Exercise description:
Every line in the data below that includes "Instant" belongs in the answer, copied as it stands.

Extracted data entries:
= = = = = = =

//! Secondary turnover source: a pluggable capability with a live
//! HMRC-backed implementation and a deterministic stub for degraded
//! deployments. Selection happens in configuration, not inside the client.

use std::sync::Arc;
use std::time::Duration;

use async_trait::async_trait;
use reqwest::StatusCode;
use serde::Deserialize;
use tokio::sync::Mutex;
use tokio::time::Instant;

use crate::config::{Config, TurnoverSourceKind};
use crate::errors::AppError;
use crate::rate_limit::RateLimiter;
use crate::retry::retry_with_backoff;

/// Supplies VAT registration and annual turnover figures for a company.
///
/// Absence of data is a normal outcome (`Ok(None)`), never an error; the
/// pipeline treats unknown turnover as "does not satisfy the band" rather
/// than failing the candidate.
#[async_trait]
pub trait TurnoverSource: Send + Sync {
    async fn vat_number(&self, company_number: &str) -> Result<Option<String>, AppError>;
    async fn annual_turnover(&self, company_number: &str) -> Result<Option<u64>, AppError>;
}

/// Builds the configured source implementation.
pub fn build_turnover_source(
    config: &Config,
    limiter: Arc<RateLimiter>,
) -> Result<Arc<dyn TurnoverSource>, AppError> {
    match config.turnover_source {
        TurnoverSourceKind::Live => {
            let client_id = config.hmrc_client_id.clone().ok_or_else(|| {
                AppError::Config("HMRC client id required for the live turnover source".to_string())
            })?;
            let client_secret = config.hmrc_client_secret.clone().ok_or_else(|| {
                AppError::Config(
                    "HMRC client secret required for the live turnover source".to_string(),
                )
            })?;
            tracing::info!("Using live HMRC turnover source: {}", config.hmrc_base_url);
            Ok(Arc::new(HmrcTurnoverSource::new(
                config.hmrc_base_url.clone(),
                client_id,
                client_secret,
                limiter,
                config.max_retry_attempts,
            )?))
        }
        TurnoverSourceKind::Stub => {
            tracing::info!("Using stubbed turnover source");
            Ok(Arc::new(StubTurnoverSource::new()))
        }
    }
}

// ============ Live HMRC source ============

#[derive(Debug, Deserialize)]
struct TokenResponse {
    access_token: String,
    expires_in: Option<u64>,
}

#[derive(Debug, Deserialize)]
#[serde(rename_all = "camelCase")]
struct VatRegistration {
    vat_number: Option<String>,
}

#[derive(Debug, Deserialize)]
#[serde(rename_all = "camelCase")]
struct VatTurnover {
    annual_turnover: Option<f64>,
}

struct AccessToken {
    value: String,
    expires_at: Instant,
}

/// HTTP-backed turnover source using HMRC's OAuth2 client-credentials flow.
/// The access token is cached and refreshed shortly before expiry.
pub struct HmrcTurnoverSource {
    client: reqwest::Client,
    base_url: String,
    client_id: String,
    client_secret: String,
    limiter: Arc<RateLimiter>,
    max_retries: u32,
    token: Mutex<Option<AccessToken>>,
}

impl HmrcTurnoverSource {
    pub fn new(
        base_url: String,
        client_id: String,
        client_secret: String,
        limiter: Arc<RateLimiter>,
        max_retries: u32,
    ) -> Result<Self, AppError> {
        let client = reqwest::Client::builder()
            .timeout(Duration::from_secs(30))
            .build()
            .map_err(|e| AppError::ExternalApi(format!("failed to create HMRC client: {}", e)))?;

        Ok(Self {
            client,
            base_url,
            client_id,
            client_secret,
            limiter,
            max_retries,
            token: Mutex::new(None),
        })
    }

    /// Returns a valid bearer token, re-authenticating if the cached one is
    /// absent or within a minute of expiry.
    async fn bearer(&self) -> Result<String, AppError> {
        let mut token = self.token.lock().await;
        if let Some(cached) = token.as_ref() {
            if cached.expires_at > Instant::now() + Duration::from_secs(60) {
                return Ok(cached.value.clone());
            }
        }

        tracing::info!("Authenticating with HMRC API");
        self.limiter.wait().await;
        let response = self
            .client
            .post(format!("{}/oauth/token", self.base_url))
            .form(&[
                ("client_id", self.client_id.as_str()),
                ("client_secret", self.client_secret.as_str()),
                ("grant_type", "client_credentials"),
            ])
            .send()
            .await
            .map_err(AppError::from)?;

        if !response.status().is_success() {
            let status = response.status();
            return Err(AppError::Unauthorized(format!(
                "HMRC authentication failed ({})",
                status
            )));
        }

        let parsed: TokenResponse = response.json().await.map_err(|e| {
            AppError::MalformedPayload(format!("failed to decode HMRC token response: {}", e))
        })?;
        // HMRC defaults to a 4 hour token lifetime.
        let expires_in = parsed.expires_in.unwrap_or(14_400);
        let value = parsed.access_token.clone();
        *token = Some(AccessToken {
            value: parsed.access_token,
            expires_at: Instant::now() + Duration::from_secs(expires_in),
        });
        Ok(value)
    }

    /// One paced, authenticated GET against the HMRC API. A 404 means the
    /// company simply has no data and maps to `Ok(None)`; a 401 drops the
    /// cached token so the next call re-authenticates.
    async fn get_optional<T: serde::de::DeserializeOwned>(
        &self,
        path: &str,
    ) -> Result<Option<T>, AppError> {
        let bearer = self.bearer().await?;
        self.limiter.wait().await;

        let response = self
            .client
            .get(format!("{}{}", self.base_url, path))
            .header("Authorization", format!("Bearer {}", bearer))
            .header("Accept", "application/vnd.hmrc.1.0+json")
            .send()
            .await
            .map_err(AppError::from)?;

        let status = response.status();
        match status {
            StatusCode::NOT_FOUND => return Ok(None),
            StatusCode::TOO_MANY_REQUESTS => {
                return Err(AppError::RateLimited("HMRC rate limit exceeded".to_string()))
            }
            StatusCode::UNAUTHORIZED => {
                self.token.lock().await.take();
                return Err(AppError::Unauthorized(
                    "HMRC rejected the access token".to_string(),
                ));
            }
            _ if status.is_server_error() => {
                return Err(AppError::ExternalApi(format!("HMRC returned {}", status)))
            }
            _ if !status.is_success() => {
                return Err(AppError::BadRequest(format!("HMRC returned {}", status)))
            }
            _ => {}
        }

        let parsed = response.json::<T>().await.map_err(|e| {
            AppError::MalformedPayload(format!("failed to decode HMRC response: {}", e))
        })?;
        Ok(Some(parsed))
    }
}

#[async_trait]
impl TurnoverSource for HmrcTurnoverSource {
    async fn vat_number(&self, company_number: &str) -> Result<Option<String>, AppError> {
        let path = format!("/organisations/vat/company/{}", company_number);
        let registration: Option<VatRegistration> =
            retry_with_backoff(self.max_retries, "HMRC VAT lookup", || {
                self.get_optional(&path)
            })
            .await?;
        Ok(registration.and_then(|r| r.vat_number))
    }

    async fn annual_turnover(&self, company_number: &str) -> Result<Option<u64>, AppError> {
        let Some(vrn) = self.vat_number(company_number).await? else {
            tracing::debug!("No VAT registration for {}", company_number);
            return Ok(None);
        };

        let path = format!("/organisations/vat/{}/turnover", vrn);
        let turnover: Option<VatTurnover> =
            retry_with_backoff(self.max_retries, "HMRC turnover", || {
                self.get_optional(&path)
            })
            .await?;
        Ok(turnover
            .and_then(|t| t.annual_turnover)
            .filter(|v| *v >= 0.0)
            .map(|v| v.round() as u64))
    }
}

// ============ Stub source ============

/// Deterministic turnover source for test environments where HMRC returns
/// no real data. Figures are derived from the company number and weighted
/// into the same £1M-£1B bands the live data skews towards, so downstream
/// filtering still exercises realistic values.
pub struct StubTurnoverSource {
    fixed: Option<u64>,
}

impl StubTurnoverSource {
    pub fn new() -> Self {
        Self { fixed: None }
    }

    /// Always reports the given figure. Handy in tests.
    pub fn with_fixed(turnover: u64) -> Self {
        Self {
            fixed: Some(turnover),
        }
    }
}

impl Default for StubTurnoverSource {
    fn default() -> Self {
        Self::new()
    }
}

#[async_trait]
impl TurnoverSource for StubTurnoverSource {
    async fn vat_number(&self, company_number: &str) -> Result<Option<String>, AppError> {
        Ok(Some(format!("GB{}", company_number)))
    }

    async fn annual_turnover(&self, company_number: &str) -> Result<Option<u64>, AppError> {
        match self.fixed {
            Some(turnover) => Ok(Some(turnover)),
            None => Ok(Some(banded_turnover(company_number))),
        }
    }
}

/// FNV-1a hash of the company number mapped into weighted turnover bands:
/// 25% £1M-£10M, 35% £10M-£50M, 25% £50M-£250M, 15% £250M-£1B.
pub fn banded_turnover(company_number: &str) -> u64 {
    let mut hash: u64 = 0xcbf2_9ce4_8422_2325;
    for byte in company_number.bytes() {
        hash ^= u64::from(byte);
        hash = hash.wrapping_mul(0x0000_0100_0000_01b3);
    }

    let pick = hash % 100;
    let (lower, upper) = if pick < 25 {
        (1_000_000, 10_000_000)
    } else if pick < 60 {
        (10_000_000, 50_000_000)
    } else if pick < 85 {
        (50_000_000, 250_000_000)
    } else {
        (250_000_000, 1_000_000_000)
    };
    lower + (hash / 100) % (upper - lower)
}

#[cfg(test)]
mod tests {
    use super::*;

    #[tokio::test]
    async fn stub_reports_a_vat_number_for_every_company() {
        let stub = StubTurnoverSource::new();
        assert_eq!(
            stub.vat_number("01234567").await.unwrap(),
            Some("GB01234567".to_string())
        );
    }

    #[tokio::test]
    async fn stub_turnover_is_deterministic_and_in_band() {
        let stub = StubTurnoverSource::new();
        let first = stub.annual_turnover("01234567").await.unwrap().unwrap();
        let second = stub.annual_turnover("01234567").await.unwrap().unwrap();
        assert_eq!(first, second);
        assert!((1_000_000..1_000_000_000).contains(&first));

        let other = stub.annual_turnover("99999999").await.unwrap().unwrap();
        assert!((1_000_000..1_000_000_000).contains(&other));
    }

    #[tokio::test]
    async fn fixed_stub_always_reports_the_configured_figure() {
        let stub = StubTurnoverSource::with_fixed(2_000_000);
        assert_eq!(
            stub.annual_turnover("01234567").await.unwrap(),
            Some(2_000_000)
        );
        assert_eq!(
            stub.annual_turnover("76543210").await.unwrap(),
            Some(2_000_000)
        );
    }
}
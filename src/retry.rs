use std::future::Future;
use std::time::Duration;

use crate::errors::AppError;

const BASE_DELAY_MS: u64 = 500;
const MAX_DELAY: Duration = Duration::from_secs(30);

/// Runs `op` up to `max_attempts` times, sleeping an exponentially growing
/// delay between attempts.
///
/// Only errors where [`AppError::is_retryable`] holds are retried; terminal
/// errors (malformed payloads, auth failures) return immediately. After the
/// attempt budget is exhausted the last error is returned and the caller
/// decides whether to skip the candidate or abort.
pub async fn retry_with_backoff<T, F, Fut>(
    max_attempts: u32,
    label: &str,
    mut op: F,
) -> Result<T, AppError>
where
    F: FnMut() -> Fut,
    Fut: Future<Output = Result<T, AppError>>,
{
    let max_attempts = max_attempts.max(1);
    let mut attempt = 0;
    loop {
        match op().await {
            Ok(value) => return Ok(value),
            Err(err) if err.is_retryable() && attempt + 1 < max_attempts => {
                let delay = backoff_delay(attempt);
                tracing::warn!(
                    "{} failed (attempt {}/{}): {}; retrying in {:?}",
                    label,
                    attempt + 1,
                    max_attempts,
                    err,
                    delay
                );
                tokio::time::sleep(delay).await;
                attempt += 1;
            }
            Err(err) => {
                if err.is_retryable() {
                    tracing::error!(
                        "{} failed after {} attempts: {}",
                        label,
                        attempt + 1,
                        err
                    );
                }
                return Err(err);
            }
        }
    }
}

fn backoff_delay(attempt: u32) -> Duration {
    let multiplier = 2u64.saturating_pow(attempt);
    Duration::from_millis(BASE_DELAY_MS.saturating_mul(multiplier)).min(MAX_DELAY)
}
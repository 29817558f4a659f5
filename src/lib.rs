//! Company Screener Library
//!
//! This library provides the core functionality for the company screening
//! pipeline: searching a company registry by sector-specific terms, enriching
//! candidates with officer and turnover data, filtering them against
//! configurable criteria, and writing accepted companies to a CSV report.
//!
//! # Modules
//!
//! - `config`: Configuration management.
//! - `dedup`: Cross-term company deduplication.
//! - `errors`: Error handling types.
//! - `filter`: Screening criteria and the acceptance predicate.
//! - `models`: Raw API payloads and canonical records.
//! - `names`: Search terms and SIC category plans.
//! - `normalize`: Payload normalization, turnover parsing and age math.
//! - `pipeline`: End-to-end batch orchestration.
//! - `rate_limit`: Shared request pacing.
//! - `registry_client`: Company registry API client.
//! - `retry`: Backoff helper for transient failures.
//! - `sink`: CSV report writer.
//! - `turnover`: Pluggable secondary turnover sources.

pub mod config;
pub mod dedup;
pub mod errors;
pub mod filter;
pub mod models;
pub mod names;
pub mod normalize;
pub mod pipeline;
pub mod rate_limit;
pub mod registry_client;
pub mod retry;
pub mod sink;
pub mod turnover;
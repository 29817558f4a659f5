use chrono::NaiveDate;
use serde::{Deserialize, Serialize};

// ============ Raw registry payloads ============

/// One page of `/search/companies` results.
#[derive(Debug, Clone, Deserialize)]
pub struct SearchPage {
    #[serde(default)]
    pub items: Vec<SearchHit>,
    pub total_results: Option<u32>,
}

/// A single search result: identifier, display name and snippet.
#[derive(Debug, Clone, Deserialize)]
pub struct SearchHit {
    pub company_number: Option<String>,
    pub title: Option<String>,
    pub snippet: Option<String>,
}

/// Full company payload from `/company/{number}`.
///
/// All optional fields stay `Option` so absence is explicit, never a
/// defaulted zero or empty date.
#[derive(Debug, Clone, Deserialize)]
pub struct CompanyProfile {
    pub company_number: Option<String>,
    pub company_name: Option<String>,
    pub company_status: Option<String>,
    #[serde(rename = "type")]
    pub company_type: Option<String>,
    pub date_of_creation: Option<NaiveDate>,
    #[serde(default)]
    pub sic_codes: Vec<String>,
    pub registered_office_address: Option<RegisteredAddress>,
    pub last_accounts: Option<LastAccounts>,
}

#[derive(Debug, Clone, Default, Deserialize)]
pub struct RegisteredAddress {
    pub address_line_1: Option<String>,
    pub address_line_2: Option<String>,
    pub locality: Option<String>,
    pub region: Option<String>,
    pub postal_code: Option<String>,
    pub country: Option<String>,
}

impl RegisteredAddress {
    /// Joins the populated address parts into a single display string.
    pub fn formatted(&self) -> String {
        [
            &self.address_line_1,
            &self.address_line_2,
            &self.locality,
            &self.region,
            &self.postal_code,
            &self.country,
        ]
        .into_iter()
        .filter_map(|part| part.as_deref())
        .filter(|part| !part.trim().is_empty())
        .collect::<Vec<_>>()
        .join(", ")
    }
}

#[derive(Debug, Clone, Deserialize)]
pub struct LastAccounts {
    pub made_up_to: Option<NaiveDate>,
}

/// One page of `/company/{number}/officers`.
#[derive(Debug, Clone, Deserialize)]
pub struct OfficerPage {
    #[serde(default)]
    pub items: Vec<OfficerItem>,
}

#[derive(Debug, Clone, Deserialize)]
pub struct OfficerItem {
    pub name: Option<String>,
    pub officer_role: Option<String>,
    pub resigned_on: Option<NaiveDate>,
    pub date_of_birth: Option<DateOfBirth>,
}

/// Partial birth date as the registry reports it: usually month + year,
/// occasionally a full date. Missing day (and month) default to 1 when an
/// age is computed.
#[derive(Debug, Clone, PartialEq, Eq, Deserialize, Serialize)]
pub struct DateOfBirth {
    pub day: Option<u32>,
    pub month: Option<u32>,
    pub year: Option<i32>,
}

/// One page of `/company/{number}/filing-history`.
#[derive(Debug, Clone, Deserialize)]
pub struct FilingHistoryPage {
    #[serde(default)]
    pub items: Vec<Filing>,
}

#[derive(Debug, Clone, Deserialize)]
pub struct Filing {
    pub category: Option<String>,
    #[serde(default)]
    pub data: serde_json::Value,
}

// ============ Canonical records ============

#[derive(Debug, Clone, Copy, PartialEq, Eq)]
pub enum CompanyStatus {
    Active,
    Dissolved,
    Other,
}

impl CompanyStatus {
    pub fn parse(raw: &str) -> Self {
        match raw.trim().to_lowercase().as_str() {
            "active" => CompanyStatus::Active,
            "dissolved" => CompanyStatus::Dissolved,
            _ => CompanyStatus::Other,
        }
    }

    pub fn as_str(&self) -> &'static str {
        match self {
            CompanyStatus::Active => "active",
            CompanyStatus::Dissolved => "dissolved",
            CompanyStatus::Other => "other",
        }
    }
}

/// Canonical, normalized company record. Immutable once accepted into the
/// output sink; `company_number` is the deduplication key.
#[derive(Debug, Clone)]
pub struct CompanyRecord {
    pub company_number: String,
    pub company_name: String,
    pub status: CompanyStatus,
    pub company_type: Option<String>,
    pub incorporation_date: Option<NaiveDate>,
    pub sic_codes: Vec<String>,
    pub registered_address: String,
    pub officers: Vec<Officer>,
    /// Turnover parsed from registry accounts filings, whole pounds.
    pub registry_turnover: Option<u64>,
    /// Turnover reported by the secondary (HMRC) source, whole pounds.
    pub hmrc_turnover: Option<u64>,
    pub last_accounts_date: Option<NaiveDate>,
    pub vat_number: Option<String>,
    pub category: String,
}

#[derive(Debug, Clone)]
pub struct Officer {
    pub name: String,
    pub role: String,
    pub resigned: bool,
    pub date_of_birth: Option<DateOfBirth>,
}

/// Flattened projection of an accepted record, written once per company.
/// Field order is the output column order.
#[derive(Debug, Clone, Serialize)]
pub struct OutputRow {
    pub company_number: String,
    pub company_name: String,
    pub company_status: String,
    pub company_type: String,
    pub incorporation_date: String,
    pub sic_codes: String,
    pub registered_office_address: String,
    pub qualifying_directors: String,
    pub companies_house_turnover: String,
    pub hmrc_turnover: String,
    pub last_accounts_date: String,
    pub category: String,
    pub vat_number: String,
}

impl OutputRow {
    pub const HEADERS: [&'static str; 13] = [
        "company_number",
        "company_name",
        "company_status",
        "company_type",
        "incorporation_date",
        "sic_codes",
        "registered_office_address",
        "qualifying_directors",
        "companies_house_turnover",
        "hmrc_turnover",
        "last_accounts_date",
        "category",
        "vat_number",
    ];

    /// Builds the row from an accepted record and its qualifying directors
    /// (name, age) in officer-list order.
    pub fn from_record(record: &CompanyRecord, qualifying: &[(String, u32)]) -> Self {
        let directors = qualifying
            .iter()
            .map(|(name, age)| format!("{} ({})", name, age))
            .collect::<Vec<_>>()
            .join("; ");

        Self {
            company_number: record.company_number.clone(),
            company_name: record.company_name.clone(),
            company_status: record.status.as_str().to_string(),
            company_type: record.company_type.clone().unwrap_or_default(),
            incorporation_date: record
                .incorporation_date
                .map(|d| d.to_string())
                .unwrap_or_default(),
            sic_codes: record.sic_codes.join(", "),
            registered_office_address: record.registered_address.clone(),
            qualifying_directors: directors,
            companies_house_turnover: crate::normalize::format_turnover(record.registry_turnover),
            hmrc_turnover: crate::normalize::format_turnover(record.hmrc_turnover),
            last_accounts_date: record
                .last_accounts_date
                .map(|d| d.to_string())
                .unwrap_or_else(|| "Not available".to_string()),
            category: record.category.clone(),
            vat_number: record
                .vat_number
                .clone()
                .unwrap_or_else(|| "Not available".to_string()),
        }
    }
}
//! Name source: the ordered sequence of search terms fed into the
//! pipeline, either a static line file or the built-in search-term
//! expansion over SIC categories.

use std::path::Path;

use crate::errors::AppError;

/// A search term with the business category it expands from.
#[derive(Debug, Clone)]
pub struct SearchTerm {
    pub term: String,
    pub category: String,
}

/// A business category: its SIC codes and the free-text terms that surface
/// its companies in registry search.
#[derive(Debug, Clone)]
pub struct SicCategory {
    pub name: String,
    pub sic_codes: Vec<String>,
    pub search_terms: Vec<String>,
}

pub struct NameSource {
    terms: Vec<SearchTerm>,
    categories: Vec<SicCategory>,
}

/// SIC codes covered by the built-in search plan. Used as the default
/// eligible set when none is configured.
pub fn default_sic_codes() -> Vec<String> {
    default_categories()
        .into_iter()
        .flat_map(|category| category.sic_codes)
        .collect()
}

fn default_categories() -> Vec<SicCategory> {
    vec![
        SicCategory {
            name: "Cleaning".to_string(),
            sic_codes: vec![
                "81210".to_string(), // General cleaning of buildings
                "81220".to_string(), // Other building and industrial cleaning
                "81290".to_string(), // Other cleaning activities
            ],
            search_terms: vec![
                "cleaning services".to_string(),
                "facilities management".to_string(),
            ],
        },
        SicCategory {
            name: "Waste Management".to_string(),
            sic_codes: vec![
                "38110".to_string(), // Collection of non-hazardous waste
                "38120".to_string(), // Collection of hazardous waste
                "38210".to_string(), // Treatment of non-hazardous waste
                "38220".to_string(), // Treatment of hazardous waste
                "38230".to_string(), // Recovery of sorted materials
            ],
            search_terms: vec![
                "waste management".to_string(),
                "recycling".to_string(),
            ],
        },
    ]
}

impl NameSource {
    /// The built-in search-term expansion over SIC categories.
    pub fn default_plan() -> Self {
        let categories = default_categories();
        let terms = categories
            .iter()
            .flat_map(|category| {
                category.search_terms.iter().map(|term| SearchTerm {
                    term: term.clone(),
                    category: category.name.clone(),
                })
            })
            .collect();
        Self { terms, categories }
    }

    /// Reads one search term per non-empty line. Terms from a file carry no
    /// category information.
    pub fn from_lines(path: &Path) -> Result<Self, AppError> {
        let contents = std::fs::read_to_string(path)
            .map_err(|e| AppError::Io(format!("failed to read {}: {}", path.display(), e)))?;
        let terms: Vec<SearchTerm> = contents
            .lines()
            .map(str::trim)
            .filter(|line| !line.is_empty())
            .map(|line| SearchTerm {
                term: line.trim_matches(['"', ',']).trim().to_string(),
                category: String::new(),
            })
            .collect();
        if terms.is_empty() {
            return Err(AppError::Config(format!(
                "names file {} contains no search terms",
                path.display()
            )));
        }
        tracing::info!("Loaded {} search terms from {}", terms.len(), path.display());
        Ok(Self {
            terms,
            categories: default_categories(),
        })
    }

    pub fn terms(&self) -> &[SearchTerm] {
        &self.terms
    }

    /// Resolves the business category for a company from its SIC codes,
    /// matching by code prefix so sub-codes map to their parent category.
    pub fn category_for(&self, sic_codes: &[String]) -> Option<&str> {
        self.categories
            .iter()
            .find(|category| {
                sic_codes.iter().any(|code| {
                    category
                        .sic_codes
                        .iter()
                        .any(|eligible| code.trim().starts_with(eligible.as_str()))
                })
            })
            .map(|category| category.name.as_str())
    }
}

= = = = = = =

Answer below:
use tokio::time::Instant;
    expires_at: Instant,
            if cached.expires_at > Instant::now() + Duration::from_secs(60) {
            expires_at: Instant::now() + Duration::from_secs(expires_in),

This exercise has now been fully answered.